■ **What you have to do**: Select, from the material below, each line with "DefaultHasher" in it.

■ **Exercise inputs**:
▼
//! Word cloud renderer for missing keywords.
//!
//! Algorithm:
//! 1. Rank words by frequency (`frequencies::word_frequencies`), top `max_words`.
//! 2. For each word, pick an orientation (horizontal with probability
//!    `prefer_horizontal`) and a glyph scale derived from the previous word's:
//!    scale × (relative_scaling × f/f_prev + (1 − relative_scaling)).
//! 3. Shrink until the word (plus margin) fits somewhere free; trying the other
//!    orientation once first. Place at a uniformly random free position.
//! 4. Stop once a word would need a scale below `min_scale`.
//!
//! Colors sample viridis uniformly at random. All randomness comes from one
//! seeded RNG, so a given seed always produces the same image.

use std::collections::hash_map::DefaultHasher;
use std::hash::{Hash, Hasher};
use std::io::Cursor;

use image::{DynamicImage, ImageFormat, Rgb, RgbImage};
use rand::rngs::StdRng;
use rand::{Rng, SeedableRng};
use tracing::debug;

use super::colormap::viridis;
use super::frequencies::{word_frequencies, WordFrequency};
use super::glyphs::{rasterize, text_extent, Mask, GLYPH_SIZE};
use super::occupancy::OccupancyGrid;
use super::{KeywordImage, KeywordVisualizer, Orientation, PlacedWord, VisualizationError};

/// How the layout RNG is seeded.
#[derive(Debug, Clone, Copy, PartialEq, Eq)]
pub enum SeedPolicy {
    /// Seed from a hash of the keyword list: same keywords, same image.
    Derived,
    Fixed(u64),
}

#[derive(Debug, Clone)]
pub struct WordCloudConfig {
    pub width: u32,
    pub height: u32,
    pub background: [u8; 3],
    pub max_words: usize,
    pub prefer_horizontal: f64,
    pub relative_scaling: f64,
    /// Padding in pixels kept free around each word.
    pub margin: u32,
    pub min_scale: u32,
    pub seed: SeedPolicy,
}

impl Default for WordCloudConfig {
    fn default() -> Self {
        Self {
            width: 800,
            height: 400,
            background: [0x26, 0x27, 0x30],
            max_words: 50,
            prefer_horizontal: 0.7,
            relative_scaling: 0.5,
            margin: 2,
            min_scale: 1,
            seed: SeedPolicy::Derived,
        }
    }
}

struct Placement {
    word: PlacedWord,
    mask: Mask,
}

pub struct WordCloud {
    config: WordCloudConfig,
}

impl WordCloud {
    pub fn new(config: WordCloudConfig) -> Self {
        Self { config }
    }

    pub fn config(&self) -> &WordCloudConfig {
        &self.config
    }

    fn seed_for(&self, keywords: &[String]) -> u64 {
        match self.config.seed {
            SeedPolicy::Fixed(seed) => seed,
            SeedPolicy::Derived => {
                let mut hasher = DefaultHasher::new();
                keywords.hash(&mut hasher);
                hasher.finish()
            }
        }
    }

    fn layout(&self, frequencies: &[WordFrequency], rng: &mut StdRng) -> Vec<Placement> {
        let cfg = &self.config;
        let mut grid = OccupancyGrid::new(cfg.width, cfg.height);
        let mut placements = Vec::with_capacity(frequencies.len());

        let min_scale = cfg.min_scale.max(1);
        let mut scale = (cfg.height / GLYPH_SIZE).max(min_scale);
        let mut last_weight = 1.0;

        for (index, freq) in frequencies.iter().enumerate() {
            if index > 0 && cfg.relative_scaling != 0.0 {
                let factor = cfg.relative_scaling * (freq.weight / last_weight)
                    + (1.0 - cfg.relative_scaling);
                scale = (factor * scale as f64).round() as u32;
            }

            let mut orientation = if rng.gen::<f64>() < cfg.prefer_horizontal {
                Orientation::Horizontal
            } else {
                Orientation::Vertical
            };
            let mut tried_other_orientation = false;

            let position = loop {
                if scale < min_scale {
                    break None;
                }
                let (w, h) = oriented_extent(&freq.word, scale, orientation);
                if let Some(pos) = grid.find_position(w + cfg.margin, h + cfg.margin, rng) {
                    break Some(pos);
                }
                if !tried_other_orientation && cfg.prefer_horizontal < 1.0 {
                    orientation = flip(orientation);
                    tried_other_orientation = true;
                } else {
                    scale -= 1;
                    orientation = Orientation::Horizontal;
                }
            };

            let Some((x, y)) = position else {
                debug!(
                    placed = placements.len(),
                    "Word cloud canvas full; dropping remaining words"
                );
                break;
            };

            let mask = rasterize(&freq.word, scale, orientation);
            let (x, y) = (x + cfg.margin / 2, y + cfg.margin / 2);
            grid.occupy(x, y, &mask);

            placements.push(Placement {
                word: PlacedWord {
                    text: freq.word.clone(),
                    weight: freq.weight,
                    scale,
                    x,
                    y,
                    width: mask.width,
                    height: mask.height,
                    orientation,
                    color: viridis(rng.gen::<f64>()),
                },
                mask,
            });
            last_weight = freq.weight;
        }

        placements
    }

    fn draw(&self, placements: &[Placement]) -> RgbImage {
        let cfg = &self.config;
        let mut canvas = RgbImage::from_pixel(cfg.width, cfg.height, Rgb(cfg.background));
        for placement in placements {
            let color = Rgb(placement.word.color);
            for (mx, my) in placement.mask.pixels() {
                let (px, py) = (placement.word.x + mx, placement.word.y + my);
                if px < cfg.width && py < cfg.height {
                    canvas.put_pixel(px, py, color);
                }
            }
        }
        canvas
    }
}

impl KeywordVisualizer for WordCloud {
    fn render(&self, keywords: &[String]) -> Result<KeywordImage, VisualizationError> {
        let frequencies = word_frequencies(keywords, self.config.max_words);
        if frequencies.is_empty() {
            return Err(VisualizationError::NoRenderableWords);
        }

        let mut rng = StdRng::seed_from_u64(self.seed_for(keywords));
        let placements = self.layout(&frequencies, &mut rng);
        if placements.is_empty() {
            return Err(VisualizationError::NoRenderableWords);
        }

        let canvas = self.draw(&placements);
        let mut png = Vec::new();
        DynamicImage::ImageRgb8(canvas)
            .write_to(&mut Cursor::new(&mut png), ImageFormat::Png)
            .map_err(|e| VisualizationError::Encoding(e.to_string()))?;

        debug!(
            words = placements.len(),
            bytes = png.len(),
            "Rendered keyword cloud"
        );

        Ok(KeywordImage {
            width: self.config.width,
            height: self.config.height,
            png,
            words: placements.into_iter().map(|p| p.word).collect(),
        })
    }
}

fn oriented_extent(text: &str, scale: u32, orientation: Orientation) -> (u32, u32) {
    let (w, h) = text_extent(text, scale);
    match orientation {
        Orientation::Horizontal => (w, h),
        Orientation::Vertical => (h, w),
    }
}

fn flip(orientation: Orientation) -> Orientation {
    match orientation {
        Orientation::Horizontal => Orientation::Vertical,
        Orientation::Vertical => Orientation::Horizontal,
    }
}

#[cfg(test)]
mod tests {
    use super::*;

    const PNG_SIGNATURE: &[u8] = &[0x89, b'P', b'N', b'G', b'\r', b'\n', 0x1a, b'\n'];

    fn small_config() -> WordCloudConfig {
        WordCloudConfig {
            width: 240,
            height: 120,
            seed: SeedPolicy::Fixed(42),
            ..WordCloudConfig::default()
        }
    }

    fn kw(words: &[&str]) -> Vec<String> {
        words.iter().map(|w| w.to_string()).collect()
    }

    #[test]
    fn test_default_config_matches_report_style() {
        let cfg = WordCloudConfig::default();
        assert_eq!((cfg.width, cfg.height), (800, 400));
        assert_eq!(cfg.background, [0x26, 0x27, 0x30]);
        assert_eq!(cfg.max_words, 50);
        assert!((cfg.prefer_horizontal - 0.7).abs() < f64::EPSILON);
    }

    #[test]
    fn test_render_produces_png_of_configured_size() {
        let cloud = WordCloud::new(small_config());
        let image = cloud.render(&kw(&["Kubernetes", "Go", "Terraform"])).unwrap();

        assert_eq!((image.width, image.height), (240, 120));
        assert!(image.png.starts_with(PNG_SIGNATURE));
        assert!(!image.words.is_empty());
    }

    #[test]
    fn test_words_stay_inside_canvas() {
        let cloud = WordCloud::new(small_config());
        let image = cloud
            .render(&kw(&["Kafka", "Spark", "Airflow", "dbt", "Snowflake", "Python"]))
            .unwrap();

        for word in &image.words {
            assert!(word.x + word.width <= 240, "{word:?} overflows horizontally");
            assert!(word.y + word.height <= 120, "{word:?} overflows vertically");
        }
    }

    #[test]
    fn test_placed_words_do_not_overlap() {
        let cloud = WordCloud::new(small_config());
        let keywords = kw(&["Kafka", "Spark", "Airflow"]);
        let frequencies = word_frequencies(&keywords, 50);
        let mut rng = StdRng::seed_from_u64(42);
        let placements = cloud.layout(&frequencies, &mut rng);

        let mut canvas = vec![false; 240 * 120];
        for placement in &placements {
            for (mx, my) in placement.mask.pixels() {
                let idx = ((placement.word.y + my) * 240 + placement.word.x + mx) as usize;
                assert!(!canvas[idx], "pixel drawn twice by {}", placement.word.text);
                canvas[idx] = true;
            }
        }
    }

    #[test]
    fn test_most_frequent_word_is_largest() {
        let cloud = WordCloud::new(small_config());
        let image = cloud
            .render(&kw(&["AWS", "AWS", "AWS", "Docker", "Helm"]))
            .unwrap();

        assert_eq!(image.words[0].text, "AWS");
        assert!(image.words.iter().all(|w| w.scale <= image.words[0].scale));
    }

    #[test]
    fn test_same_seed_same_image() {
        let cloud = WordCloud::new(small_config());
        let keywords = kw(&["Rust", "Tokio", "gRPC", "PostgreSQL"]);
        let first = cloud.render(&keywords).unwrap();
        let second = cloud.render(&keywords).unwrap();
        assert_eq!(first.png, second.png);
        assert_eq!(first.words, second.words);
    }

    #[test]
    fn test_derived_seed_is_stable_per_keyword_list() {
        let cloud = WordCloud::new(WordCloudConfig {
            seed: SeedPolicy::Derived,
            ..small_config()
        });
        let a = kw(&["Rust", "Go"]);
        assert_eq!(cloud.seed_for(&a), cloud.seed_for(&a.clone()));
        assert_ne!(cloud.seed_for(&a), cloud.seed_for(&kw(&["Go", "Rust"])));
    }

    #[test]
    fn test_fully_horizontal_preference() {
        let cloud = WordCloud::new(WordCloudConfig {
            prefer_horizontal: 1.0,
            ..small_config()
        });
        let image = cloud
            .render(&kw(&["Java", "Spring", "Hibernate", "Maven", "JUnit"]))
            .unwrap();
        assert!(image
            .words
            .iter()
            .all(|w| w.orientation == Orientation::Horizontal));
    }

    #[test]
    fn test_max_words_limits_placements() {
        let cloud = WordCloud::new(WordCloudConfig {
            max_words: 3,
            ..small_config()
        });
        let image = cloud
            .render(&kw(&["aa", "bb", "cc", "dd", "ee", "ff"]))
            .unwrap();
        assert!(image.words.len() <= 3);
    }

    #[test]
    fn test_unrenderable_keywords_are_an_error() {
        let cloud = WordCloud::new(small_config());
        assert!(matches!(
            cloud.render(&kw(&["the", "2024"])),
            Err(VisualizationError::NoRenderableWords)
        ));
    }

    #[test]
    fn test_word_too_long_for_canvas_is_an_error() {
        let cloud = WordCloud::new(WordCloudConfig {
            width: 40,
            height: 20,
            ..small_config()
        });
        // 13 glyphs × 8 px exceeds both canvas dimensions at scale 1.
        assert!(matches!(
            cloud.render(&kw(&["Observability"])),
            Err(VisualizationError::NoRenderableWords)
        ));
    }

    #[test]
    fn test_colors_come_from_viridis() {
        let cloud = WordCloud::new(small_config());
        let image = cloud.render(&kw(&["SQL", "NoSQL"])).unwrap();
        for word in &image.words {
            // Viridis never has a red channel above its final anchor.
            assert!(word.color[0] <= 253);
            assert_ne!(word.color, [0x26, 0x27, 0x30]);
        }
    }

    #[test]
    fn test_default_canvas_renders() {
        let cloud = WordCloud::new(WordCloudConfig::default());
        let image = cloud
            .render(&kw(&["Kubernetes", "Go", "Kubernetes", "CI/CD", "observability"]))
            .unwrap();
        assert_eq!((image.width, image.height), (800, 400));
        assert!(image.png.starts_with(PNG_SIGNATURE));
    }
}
▲
■ **Response to this task**:
use std::collections::hash_map::DefaultHasher;
                let mut hasher = DefaultHasher::new();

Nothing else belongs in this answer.